Understanding the Idiom: "send away" - Meaning, Origins, and Usage

Idiom language: English

The Meaning of “send away”

At its core, “send away” means to dismiss or remove something or someone from a particular place or situation. It can be used in both formal and informal settings and is often accompanied by specific actions, such as physically escorting someone out of a room.

Common Usage Examples

There are many ways that “send away” can be used in everyday conversation. Some common examples include:

  • “I had to send my assistant away for the day.”
  • “The boss sent me away when I suggested a new project.”
  • “Can you please send these documents away for me?”

In each of these cases, the speaker is using the idiom “send away” to convey their desire for something or someone to be removed from their current situation.

Origins and Historical Context of the Idiom “send away”

The idiom “send away” has been used in English language for centuries. Its origins can be traced back to Old English, where it was commonly used as a verb phrase meaning to dismiss or discharge someone or something. Over time, the phrase evolved and its usage expanded to include various contexts.

Throughout history, the idiom “send away” has been used in different ways depending on the cultural and social context of the time. In medieval times, lords would send their vassals away when they were no longer needed for military service.
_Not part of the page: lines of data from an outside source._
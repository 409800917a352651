use std::collections::{BTreeMap, BTreeSet, HashMap};

use anyhow::{Context, Result, anyhow, bail};
use camino::{Utf8Component, Utf8Path, Utf8PathBuf};
use serde::{Deserialize, Serialize};

use crate::templates;

pub const DEFAULT_ROOT: &str = "readme_generator";

const BUILTIN_DIRECTORIES: &[&str] = &[
    "app",
    "app/api",
    "app/api/routes",
    "app/core",
    "app/services",
    "app/schemas",
    "app/utils",
    "tests",
    "tests/test_api",
    "tests/test_services",
];

const BUILTIN_FILES: &[&str] = &[
    ".env.example",
    ".gitignore",
    "pyproject.toml",
    "README.md",
    "requirements.txt",
    "app/__init__.py",
    "app/main.py",
    "app/config.py",
    "app/api/__init__.py",
    "app/api/routes/__init__.py",
    "app/api/routes/auth.py",
    "app/api/routes/readme.py",
    "app/core/__init__.py",
    "app/core/security.py",
    "app/services/__init__.py",
    "app/services/github_service.py",
    "app/services/gemini_service.py",
    "app/schemas/__init__.py",
    "app/schemas/auth.py",
    "app/schemas/readme.py",
    "app/utils/__init__.py",
    "app/utils/markdown_utils.py",
    "tests/__init__.py",
    "tests/conftest.py",
    "tests/test_api/__init__.py",
    "tests/test_api/test_auth.py",
    "tests/test_api/test_readme.py",
    "tests/test_services/__init__.py",
    "tests/test_services/test_github_service.py",
    "tests/test_services/test_gemini_service.py",
];

const BUILTIN_SEEDS: &[(&str, &str)] = &[
    (".env.example", "python/env.example"),
    (".gitignore", "python/gitignore"),
    ("pyproject.toml", "python/pyproject.toml"),
    ("README.md", "python/README.md"),
    ("requirements.txt", "python/requirements.txt"),
];

/// Declarative project skeleton, as stored in a layout TOML file.
///
/// Entry paths are relative to `root`, which is itself relative to the
/// directory the scaffold runs in.
#[derive(Clone, Debug, Deserialize, Serialize, PartialEq, Eq)]
#[serde(deny_unknown_fields)]
pub struct Layout {
    pub root: String,
    #[serde(default)]
    pub directories: Vec<String>,
    #[serde(default)]
    pub files: Vec<String>,
    #[serde(default, skip_serializing_if = "BTreeMap::is_empty")]
    pub seeds: BTreeMap<String, String>,
}

#[derive(Clone, Copy, Debug, Eq, PartialEq, Serialize)]
#[serde(rename_all = "snake_case")]
pub enum EntryKind {
    Directory,
    File,
}

impl EntryKind {
    pub fn as_str(&self) -> &'static str {
        match self {
            EntryKind::Directory => "directory",
            EntryKind::File => "file",
        }
    }
}

/// A single path the scaffold is responsible for.
#[derive(Clone, Debug, Serialize)]
pub struct PlannedEntry {
    /// Path relative to the base directory, root included.
    pub relative: Utf8PathBuf,
    #[serde(skip)]
    pub path: Utf8PathBuf,
    pub kind: EntryKind,
    #[serde(skip_serializing_if = "Option::is_none")]
    pub seed: Option<String>,
}

/// A layout resolved against a base directory. Directories come first,
/// parents before children, then files in declaration order.
#[derive(Clone, Debug, Serialize)]
pub struct Plan {
    pub base: Utf8PathBuf,
    pub root: Utf8PathBuf,
    pub entries: Vec<PlannedEntry>,
}

impl Plan {
    pub fn directories(&self) -> impl Iterator<Item = &PlannedEntry> {
        self.entries
            .iter()
            .filter(|entry| entry.kind == EntryKind::Directory)
    }

    pub fn files(&self) -> impl Iterator<Item = &PlannedEntry> {
        self.entries.iter().filter(|entry| entry.kind == EntryKind::File)
    }

    /// Entries in depth-first order, suitable for printing as a tree.
    pub fn tree_order(&self) -> Vec<&PlannedEntry> {
        let mut ordered: Vec<&PlannedEntry> = self.entries.iter().collect();
        ordered.sort_by(|a, b| a.relative.cmp(&b.relative));
        ordered
    }
}

impl Layout {
    /// The fixed `readme_generator/` skeleton.
    pub fn builtin() -> Self {
        Self {
            root: DEFAULT_ROOT.to_owned(),
            directories: BUILTIN_DIRECTORIES.iter().map(|s| (*s).to_owned()).collect(),
            files: BUILTIN_FILES.iter().map(|s| (*s).to_owned()).collect(),
            seeds: BUILTIN_SEEDS
                .iter()
                .map(|(file, template)| ((*file).to_owned(), (*template).to_owned()))
                .collect(),
        }
    }

    pub fn from_toml_str(raw: &str) -> Result<Self> {
        let layout: Layout = toml::from_str(raw).context("parsing layout")?;
        layout.validate()?;
        Ok(layout)
    }

    pub fn to_toml_string(&self) -> Result<String> {
        toml::to_string_pretty(self).context("serializing layout")
    }

    pub fn with_root(mut self, root: &str) -> Self {
        self.root = root.to_owned();
        self
    }

    /// Reject layouts that cannot be scaffolded unambiguously.
    pub fn validate(&self) -> Result<()> {
        normalize_root(&self.root)?;

        let mut kinds: HashMap<Utf8PathBuf, EntryKind> = HashMap::new();
        for (raw, kind) in self.raw_entries() {
            let path = normalize_entry(raw)?;
            if let Some(previous) = kinds.insert(path.clone(), kind) {
                if previous == kind {
                    bail!("`{}` is listed more than once", path);
                }
                bail!("`{}` is listed as both a file and a directory", path);
            }
        }

        for path in kinds.keys() {
            for ancestor in path.ancestors().skip(1) {
                if kinds.get(ancestor) == Some(&EntryKind::File) {
                    bail!("`{}` is nested under `{}`, which is a file", path, ancestor);
                }
            }
        }

        for (file, template) in &self.seeds {
            let path = normalize_entry(file)?;
            if kinds.get(&path) != Some(&EntryKind::File) {
                bail!("seed for `{}` does not name a listed file", file);
            }
            if !templates::exists(template) {
                bail!("seed template `{}` for `{}` is not available", template, file);
            }
        }

        Ok(())
    }

    /// Resolve the layout into the ordered set of paths to create under `base`.
    pub fn plan(&self, base: &Utf8Path) -> Result<Plan> {
        self.validate()?;
        let root = normalize_root(&self.root)?;

        let seeds: HashMap<Utf8PathBuf, &str> = self
            .seeds
            .iter()
            .map(|(file, template)| -> Result<(Utf8PathBuf, &str)> {
                Ok((normalize_entry(file)?, template.as_str()))
            })
            .collect::<Result<_>>()?;

        let mut directories: BTreeSet<Utf8PathBuf> = BTreeSet::new();
        let mut files: Vec<(Utf8PathBuf, Option<String>)> = Vec::new();

        for (raw, kind) in self.raw_entries() {
            let entry = normalize_entry(raw)?;
            let seed = seeds.get(&entry).map(|template| (*template).to_owned());
            let relative = root.join(&entry);
            let mut ancestors = relative.ancestors();
            if kind == EntryKind::File {
                ancestors.next();
                files.push((relative.clone(), seed));
            }
            for ancestor in ancestors {
                insert_dir(&mut directories, ancestor);
            }
        }
        for ancestor in root.ancestors() {
            insert_dir(&mut directories, ancestor);
        }

        let mut entries = Vec::with_capacity(directories.len() + files.len());
        for relative in directories {
            entries.push(PlannedEntry {
                path: base.join(&relative),
                relative,
                kind: EntryKind::Directory,
                seed: None,
            });
        }
        for (relative, seed) in files {
            entries.push(PlannedEntry {
                path: base.join(&relative),
                relative,
                kind: EntryKind::File,
                seed,
            });
        }

        Ok(Plan {
            base: base.to_owned(),
            root: base.join(&root),
            entries,
        })
    }

    fn raw_entries(&self) -> impl Iterator<Item = (&str, EntryKind)> {
        self.directories
            .iter()
            .map(|dir| (dir.as_str(), EntryKind::Directory))
            .chain(self.files.iter().map(|file| (file.as_str(), EntryKind::File)))
    }
}

fn insert_dir(directories: &mut BTreeSet<Utf8PathBuf>, path: &Utf8Path) {
    if !path.as_str().is_empty() {
        directories.insert(path.to_owned());
    }
}

/// Normalize a layout entry: relative, no `..`, `.` segments dropped.
pub fn normalize_entry(raw: &str) -> Result<Utf8PathBuf> {
    let path = normalize(raw)?;
    if path.as_str().is_empty() {
        bail!("layout entry `{}` does not name a path", raw);
    }
    Ok(path)
}

/// Like [`normalize_entry`], but `.` (the base directory itself) is allowed.
pub fn normalize_root(raw: &str) -> Result<Utf8PathBuf> {
    normalize(raw).with_context(|| format!("invalid root `{}`", raw))
}

fn normalize(raw: &str) -> Result<Utf8PathBuf> {
    if raw.contains('\0') {
        return Err(anyhow!("layout path `{}` contains a NUL byte", raw.escape_debug()));
    }

    let mut normalized = Utf8PathBuf::new();
    for component in Utf8Path::new(raw).components() {
        match component {
            Utf8Component::Normal(part) => normalized.push(part),
            Utf8Component::CurDir => {}
            Utf8Component::ParentDir => bail!("layout path `{}` must not contain `..`", raw),
            Utf8Component::RootDir | Utf8Component::Prefix(_) => {
                bail!("layout path `{}` must be relative", raw)
            }
        }
    }
    Ok(normalized)
}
During colonial times, slave owners would send slaves away if they were deemed unproductive or disobedient.

In literature and popular culture, the idiom “send away” has also been used extensively. It is often employed as a plot device in novels and films where characters are sent away from home or forced to leave their loved ones behind.

Today, the idiom “send away” is still widely used in everyday conversation. It can refer to anything from sending an email or letter to dismissing an employee from work. Despite its long history and varied usage over time, this idiomatic expression remains a relevant part of modern English language.

Usage and Variations of the Idiom “send away”

When it comes to idioms, there are often many variations in their usage depending on the context. The same is true for the idiom “send away”. This phrase can be used in a variety of ways to convey different meanings and emotions.

One common use of “send away” is to indicate that someone has been dismissed or asked to leave. For example, if a customer at a restaurant was being disruptive, they might be sent away by the manager. In this case, “send away” implies that the person is unwanted and needs to go elsewhere.

Another way that “send away” can be used is to describe sending something or someone off on a journey or mission. For instance, if someone were going on a business trip overseas, they might say that they were being sent away by their company. Here, “send away” suggests an obligation or duty rather than dismissal.

There are also more figurative uses of this idiom. For example, one might say that they have sent their worries or fears away in order to focus on something else. In this case, “send away” means letting go of negative thoughts or emotions.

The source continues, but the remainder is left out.